= Beginning of Section =

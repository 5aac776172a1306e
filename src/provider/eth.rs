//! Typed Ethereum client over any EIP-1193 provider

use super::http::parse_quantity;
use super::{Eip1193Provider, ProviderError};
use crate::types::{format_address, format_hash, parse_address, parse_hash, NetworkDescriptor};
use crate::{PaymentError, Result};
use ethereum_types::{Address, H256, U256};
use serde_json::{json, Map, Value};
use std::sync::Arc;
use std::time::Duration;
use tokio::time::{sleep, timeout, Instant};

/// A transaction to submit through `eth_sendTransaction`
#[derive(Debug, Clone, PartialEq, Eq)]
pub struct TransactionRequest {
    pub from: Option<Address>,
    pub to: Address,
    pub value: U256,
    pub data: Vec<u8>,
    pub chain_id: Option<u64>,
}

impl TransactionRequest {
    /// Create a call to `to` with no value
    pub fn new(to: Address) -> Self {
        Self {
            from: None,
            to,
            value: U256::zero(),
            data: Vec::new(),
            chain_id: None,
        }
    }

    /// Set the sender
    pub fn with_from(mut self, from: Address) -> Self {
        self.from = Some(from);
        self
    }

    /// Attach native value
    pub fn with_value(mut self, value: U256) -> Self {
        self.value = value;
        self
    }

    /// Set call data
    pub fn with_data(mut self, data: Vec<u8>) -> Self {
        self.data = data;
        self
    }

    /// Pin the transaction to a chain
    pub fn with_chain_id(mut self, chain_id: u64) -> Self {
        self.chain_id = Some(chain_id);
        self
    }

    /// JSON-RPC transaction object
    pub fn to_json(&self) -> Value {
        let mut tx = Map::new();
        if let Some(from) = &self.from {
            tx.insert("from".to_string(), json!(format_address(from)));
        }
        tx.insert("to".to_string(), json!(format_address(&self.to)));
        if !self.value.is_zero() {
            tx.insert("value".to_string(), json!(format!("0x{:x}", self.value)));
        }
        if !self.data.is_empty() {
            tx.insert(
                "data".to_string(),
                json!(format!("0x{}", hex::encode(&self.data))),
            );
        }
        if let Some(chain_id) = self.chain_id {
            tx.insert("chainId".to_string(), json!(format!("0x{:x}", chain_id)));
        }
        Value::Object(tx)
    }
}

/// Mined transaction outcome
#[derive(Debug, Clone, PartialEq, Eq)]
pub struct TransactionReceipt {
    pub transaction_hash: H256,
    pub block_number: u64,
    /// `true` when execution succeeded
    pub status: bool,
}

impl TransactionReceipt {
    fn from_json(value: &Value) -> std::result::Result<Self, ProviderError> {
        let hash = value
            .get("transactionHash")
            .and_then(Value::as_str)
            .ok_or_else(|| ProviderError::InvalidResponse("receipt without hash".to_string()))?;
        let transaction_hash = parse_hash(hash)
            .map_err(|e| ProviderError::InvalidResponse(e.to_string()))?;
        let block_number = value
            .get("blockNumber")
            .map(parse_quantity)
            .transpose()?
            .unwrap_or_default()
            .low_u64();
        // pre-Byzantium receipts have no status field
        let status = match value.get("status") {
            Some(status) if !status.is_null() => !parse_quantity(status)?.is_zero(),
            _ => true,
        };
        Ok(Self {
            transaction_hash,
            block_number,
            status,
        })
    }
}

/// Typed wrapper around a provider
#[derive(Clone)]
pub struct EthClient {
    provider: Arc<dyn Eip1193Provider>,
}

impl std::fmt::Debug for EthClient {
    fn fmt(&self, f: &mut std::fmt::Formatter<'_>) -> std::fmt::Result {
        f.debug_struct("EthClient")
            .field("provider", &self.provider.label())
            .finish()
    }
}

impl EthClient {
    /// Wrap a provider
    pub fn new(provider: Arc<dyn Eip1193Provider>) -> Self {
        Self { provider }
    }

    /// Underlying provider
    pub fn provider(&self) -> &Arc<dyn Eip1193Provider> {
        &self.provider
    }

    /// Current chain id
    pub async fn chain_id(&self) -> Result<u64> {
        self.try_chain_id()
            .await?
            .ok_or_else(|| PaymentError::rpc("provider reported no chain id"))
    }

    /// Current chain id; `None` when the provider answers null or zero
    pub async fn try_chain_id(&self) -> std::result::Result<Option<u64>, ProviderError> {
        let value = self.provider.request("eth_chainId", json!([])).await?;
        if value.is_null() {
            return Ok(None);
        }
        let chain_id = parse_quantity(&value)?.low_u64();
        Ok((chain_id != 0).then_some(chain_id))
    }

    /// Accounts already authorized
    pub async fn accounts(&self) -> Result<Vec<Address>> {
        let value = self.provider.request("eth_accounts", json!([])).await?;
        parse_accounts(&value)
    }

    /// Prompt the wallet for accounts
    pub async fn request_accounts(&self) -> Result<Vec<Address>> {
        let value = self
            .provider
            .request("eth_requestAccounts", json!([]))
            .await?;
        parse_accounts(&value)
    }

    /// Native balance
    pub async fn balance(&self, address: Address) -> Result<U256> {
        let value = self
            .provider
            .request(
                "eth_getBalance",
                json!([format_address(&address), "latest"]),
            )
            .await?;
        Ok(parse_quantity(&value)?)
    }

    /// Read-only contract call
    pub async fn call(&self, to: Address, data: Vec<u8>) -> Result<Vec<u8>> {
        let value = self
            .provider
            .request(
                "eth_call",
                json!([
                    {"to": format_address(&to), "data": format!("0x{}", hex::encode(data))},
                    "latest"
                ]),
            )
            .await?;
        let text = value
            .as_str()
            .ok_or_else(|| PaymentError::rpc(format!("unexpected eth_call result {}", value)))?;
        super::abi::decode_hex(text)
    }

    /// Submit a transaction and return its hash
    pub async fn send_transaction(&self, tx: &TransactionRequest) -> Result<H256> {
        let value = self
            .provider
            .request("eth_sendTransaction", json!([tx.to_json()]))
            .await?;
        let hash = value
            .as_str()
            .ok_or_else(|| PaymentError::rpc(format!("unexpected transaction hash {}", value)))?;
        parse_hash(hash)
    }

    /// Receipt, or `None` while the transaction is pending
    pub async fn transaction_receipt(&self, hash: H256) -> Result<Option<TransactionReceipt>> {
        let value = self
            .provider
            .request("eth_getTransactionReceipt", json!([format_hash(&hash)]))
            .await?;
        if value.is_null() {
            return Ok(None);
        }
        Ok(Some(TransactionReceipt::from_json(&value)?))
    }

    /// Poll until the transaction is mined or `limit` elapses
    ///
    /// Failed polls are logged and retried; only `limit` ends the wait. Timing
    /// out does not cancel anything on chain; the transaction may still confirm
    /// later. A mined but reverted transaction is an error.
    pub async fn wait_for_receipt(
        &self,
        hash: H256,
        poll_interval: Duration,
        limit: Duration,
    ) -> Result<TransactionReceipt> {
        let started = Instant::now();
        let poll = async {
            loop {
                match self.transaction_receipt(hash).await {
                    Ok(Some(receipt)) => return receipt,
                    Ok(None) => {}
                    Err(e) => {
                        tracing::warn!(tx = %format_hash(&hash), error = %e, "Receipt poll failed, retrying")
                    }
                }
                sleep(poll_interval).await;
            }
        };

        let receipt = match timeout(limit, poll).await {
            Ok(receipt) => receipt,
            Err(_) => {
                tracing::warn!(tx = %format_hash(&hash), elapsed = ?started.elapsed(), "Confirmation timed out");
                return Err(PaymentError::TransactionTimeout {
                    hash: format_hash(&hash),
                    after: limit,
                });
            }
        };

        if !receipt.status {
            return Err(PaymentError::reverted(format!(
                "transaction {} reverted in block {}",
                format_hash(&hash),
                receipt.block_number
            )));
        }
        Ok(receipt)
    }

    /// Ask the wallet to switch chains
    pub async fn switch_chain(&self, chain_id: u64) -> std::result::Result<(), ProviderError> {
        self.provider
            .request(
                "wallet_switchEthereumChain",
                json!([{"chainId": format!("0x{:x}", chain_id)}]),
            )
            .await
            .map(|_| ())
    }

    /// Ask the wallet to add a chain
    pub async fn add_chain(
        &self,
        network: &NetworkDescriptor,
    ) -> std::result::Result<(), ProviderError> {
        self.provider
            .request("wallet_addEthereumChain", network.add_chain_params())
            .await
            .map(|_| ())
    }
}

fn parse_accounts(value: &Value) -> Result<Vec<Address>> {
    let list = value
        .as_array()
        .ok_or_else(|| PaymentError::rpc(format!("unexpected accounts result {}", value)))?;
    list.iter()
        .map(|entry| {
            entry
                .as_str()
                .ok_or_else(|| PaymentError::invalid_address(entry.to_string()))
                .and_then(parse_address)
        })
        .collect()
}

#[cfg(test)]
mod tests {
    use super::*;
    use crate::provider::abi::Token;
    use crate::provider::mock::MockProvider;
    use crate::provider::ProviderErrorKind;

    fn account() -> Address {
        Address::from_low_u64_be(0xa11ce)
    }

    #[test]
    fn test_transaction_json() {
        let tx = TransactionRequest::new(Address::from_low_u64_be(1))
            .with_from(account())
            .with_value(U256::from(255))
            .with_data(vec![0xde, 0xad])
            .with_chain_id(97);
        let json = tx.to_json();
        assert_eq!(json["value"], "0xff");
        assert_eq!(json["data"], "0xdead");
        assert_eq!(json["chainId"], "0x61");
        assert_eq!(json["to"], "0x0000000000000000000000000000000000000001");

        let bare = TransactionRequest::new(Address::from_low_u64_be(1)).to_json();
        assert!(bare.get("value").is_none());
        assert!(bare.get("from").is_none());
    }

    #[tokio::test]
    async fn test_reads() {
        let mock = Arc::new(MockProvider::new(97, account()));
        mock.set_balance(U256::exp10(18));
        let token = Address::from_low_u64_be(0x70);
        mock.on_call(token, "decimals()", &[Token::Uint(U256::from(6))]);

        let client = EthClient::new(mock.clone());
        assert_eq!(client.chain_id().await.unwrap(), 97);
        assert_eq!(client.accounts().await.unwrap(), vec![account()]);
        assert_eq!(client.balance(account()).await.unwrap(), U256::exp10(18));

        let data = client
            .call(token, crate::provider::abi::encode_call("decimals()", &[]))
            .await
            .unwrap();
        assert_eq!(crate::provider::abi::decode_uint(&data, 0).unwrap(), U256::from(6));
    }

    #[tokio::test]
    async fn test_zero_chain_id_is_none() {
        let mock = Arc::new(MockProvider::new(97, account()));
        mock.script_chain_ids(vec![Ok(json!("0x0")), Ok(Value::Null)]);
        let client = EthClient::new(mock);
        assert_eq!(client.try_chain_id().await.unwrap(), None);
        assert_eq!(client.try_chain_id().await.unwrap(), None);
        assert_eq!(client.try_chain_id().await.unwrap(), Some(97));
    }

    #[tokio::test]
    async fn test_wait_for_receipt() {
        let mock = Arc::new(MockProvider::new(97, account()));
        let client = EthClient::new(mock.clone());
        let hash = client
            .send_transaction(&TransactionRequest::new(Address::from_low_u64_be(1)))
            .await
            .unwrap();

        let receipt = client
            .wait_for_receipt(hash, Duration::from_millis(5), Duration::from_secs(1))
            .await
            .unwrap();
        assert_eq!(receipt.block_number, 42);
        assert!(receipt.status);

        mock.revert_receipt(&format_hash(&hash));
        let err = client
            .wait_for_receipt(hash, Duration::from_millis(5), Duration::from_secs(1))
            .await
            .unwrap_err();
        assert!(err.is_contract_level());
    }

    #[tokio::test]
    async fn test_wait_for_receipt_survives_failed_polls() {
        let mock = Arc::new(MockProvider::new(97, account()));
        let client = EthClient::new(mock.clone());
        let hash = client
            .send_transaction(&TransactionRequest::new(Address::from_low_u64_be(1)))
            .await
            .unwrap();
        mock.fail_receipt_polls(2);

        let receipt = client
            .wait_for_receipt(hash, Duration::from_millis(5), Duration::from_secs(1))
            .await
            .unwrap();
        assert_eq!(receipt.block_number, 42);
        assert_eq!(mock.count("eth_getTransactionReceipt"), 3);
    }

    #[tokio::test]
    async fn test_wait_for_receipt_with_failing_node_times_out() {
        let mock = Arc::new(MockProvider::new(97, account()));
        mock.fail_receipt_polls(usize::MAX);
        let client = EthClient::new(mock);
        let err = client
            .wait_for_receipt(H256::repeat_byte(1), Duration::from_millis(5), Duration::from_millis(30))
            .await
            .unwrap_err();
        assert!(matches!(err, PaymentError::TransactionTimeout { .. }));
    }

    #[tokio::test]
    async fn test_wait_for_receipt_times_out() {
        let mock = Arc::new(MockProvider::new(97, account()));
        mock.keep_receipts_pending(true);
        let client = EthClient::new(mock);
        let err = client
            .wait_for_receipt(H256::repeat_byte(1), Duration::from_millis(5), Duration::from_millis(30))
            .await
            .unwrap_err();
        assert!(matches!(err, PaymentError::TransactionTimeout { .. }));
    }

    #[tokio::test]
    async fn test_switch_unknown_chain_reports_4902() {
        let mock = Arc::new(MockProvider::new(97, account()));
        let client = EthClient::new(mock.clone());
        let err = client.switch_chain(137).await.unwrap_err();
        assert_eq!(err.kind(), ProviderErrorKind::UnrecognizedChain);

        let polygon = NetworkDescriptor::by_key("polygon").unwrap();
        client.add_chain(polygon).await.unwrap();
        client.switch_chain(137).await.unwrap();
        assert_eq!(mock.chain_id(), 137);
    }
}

= End of Section =

The lines holding the string "started" in the listing above are what you should copy out.

        let started = Instant::now();
                tracing::warn!(tx = %format_hash(&hash), elapsed = ?started.elapsed(), "Confirmation timed out");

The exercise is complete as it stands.